Task input:
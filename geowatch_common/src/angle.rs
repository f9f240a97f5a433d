/*
 * Copyright © 2025, United States Government, as represented by the Administrator of 
 * the National Aeronautics and Space Administration. All rights reserved.
 *
 * The “ODIN” software is licensed under the Apache License, Version 2.0 (the "License"); 
 * you may not use this file except in compliance with the License. You may obtain a copy 
 * of the License at http://www.apache.org/licenses/LICENSE-2.0.
 *
 * Unless required by applicable law or agreed to in writing, software distributed under
 * the License is distributed on an "AS IS" BASIS, WITHOUT WARRANTIES OR CONDITIONS OF ANY KIND,
 * either express or implied. See the License for the specific language governing permissions
 * and limitations under the License.
 */

/// normalize degrees into the [-180..180] range, e.g. for longitudes
#[inline]
pub fn normalize_180 (d: f64) -> f64 {
    let x = d % 360.0;

    if x < -180.0 { 360.0 + x }
    else if x > 180.0 { x - 360.0 }
    else { x }
}

/// normalize degrees into the [0..360) range, e.g. for headings
#[inline]
pub fn normalize_360 (d: f64) -> f64 {
    let x = d % 360.0;
    if x < 0.0 { 360.0 + x } else { x }
}

/// fractional phase in [0,1). Unlike `%` this also maps negative input into range
#[inline]
pub fn wrap_unit (x: f64) -> f64 {
    let r = x.rem_euclid(1.0);
    if r >= 1.0 { 0.0 } else { r } // rem_euclid can round up to 1.0 for tiny negative input
}
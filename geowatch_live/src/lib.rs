/*
 * Copyright © 2025, United States Government, as represented by the Administrator of 
 * the National Aeronautics and Space Administration. All rights reserved.
 *
 * The “ODIN” software is licensed under the Apache License, Version 2.0 (the "License"); 
 * you may not use this file except in compliance with the License. You may obtain a copy 
 * of the License at http://www.apache.org/licenses/LICENSE-2.0.
 *
 * Unless required by applicable law or agreed to in writing, software distributed under
 * the License is distributed on an "AS IS" BASIS, WITHOUT WARRANTIES OR CONDITIONS OF ANY KIND,
 * either express or implied. See the License for the specific language governing permissions
 * and limitations under the License.
 */

#![allow(unused)]

//! composition support for the live position simulation

use std::{sync::Arc, time::Duration};
use itertools::Itertools;
use serde::{Serialize,Deserialize};
use tokio::{sync::watch, task::JoinHandle, time::{self, MissedTickBehavior}};
use tokio_util::sync::CancellationToken;

use geowatch_common::{datetime::{deserialize_duration, serialize_duration, secs}, info, warn};
use geowatch_anim::ring_phases;
use geowatch_orbital::{OrbitalConfig, Satellite};
use geowatch_adsb::{Aircraft, AdsbConfig, OpenSkyConfig};
use geowatch_vessel::{AnimatedVessel, SwarmConfig};
use geowatch_events::{EventFeedState, EventsConfig, ImpactAnimation};

#[derive(Serialize,Deserialize,Debug,Clone)]
#[serde(default)]
pub struct LiveConfig {
    /// frame driver rate in Hz
    pub frame_rate: f64,

    #[serde(deserialize_with="deserialize_duration", serialize_with="serialize_duration")]
    pub summary_interval: Duration,

    pub orbital: OrbitalConfig,
    pub adsb: AdsbConfig,
    pub opensky: Option<OpenSkyConfig>, // second aircraft layer, only if configured
    pub vessels: SwarmConfig,
    pub events: EventsConfig,
}

impl Default for LiveConfig {
    fn default ()->Self {
        LiveConfig {
            frame_rate: 60.0,
            summary_interval: secs(10),
            orbital: OrbitalConfig::default(),
            adsb: AdsbConfig::default(),
            opensky: None,
            vessels: SwarmConfig::default(),
            events: EventsConfig::default(),
        }
    }
}

/// the outputs a renderer would read
pub struct Layers {
    pub satellites: watch::Receiver<Arc<Vec<Satellite>>>,
    pub adsb: watch::Receiver<Arc<Vec<Aircraft>>>,
    pub opensky: Option<watch::Receiver<Arc<Vec<Aircraft>>>>,
    pub vessels: watch::Receiver<Arc<Vec<AnimatedVessel>>>,
    pub events: watch::Receiver<EventFeedState>,
    pub impacts: watch::Receiver<Arc<Vec<ImpactAnimation>>>,
    pub pulse: watch::Receiver<f64>,
}

impl Layers {
    pub fn log_summary (&self) {
        let events = self.events.borrow().clone();
        let categories = events.events.iter()
            .counts_by( |e| e.category.as_str())
            .into_iter()
            .sorted()
            .map( |(c,n)| format!("{c}:{n}"))
            .join(" ");
        let adsb = self.adsb.borrow().clone();
        let rings = ring_phases( *self.pulse.borrow());

        info!("satellites: {}, aircraft: {} ({} moving), vessels: {}",
            self.satellites.borrow().len(), adsb.len(), adsb.iter().filter( |a| a.is_moving()).count(), self.vessels.borrow().len());
        if let Some(opensky) = &self.opensky {
            info!("opensky aircraft: {}", opensky.borrow().len());
        }
        info!("events: {} [{}]{}, active impacts: {}, rings: {:.2?}",
            events.events.len(), categories,
            if events.loading { " loading" } else { "" },
            self.impacts.borrow().len(), rings);
        if let Some(err) = &events.error {
            warn!("last event poll failed: {}", err);
        }
    }
}

pub fn spawn_summary_logger (layers: Layers, interval: Duration, cancel: CancellationToken)->JoinHandle<()> {
    tokio::spawn( async move {
        let mut timer = time::interval( interval);
        timer.set_missed_tick_behavior( MissedTickBehavior::Skip);
        loop {
            tokio::select! {
                _ = cancel.cancelled() => break,
                _ = timer.tick() => layers.log_summary()
            }
        }
    })
}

Work to be completed: Each entry above needs to be output exactly as written.

Task result:
filename geowatch_common/src/angle.rs
repository f9f240a97f5a433d
/*
 * Copyright © 2025, United States Government, as represented by the Administrator of 
 * the National Aeronautics and Space Administration. All rights reserved.
 *
 * The “ODIN” software is licensed under the Apache License, Version 2.0 (the "License"); 
 * you may not use this file except in compliance with the License. You may obtain a copy 
 * of the License at http://www.apache.org/licenses/LICENSE-2.0.
 *
 * Unless required by applicable law or agreed to in writing, software distributed under
 * the License is distributed on an "AS IS" BASIS, WITHOUT WARRANTIES OR CONDITIONS OF ANY KIND,
 * either express or implied. See the License for the specific language governing permissions
 * and limitations under the License.
 */

/// normalize degrees into the [-180..180] range, e.g. for longitudes
#[inline]
pub fn normalize_180 (d: f64) -> f64 {
    let x = d % 360.0;

    if x < -180.0 { 360.0 + x }
    else if x > 180.0 { x - 360.0 }
    else { x }
}

/// normalize degrees into the [0..360) range, e.g. for headings
#[inline]
pub fn normalize_360 (d: f64) -> f64 {
    let x = d % 360.0;
    if x < 0.0 { 360.0 + x } else { x }
}

/// fractional phase in [0,1). Unlike `%` this also maps negative input into range
#[inline]
pub fn wrap_unit (x: f64) -> f64 {
    let r = x.rem_euclid(1.0);
    if r >= 1.0 { 0.0 } else { r } // rem_euclid can round up to 1.0 for tiny negative input
}
filename geowatch_live/src/lib.rs
/*
 * Copyright © 2025, United States Government, as represented by the Administrator of 
 * the National Aeronautics and Space Administration. All rights reserved.
 *
 * The “ODIN” software is licensed under the Apache License, Version 2.0 (the "License"); 
 * you may not use this file except in compliance with the License. You may obtain a copy 
 * of the License at http://www.apache.org/licenses/LICENSE-2.0.
 *
 * Unless required by applicable law or agreed to in writing, software distributed under
 * the License is distributed on an "AS IS" BASIS, WITHOUT WARRANTIES OR CONDITIONS OF ANY KIND,
 * either express or implied. See the License for the specific language governing permissions
 * and limitations under the License.
 */

#![allow(unused)]

//! composition support for the live position simulation

use std::{sync::Arc, time::Duration};
use itertools::Itertools;
use serde::{Serialize,Deserialize};
use tokio::{sync::watch, task::JoinHandle, time::{self, MissedTickBehavior}};
use tokio_util::sync::CancellationToken;

use geowatch_common::{datetime::{deserialize_duration, serialize_duration, secs}, info, warn};
use geowatch_anim::ring_phases;
use geowatch_orbital::{OrbitalConfig, Satellite};
use geowatch_adsb::{Aircraft, AdsbConfig, OpenSkyConfig};
use geowatch_vessel::{AnimatedVessel, SwarmConfig};
use geowatch_events::{EventFeedState, EventsConfig, ImpactAnimation};

#[derive(Serialize,Deserialize,Debug,Clone)]
#[serde(default)]
pub struct LiveConfig {
    /// frame driver rate in Hz
    pub frame_rate: f64,

    #[serde(deserialize_with="deserialize_duration", serialize_with="serialize_duration")]
    pub summary_interval: Duration,

    pub orbital: OrbitalConfig,
    pub adsb: AdsbConfig,
    pub opensky: Option<OpenSkyConfig>, // second aircraft layer, only if configured
    pub vessels: SwarmConfig,
    pub events: EventsConfig,
}

impl Default for LiveConfig {
    fn default ()->Self {
        LiveConfig {
            frame_rate: 60.0,
            summary_interval: secs(10),
            orbital: OrbitalConfig::default(),
            adsb: AdsbConfig::default(),
            opensky: None,
            vessels: SwarmConfig::default(),
            events: EventsConfig::default(),
        }
    }
}

/// the outputs a renderer would read
pub struct Layers {
    pub satellites: watch::Receiver<Arc<Vec<Satellite>>>,
    pub adsb: watch::Receiver<Arc<Vec<Aircraft>>>,
    pub opensky: Option<watch::Receiver<Arc<Vec<Aircraft>>>>,
    pub vessels: watch::Receiver<Arc<Vec<AnimatedVessel>>>,
    pub events: watch::Receiver<EventFeedState>,
    pub impacts: watch::Receiver<Arc<Vec<ImpactAnimation>>>,
    pub pulse: watch::Receiver<f64>,
}

impl Layers {
    pub fn log_summary (&self) {
        let events = self.events.borrow().clone();
        let categories = events.events.iter()
            .counts_by( |e| e.category.as_str())
            .into_iter()
            .sorted()
            .map( |(c,n)| format!("{c}:{n}"))
            .join(" ");
        let adsb = self.adsb.borrow().clone();
        let rings = ring_phases( *self.pulse.borrow());

        info!("satellites: {}, aircraft: {} ({} moving), vessels: {}",
            self.satellites.borrow().len(), adsb.len(), adsb.iter().filter( |a| a.is_moving()).count(), self.vessels.borrow().len());
        if let Some(opensky) = &self.opensky {
            info!("opensky aircraft: {}", opensky.borrow().len());
        }
        info!("events: {} [{}]{}, active impacts: {}, rings: {:.2?}",
            events.events.len(), categories,
            if events.loading { " loading" } else { "" },
            self.impacts.borrow().len(), rings);
        if let Some(err) = &events.error {
            warn!("last event poll failed: {}", err);
        }
    }
}

pub fn spawn_summary_logger (layers: Layers, interval: Duration, cancel: CancellationToken)->JoinHandle<()> {
    tokio::spawn( async move {
        let mut timer = time::interval( interval);
        timer.set_missed_tick_behavior( MissedTickBehavior::Skip);
        loop {
            tokio::select! {
                _ = cancel.cancelled() => break,
                _ = timer.tick() => layers.log_summary()
            }
        }
    })
}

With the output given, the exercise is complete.